▶ _EXERCISE DIRECTIONS_:
This exercise calls for a copy of every line in the listing below that carries the word "Dying".

▶ _RECORDS PROVIDED_:
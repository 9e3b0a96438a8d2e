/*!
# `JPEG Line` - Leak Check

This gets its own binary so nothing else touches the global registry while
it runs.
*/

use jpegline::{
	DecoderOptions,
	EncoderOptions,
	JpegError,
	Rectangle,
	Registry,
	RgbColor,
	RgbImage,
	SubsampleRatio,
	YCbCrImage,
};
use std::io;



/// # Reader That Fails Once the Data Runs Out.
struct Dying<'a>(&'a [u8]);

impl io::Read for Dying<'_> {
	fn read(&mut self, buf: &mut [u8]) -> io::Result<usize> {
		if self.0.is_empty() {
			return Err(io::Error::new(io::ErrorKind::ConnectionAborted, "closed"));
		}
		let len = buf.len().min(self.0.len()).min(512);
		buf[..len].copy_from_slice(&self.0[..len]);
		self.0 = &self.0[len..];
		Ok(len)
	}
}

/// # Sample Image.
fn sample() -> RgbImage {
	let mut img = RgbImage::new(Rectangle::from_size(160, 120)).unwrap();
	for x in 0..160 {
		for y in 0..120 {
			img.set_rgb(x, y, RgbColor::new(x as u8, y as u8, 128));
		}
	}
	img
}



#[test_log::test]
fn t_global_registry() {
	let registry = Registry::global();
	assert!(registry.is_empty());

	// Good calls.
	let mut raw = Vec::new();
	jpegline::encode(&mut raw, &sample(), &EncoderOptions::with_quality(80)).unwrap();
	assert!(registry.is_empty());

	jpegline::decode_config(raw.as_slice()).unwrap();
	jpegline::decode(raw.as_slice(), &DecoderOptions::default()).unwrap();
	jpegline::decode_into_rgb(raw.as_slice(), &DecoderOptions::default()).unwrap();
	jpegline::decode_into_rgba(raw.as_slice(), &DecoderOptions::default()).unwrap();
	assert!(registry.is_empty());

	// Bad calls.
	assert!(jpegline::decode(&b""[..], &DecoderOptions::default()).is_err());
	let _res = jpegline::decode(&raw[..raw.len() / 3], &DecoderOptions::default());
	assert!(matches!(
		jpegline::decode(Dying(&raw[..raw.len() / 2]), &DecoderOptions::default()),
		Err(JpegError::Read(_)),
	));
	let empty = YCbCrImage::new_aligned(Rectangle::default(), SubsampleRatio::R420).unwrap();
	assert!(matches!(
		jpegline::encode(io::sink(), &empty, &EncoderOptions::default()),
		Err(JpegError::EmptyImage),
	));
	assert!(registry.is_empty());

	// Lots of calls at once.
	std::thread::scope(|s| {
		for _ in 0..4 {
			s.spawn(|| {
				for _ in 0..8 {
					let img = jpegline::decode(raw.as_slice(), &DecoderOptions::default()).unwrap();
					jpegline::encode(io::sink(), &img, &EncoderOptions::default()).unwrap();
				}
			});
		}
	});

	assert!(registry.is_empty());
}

▶ _WRITTEN SOLUTION_:
struct Dying<'a>(&'a [u8]);
impl io::Read for Dying<'_> {
		jpegline::decode(Dying(&raw[..raw.len() / 2]), &DecoderOptions::default()),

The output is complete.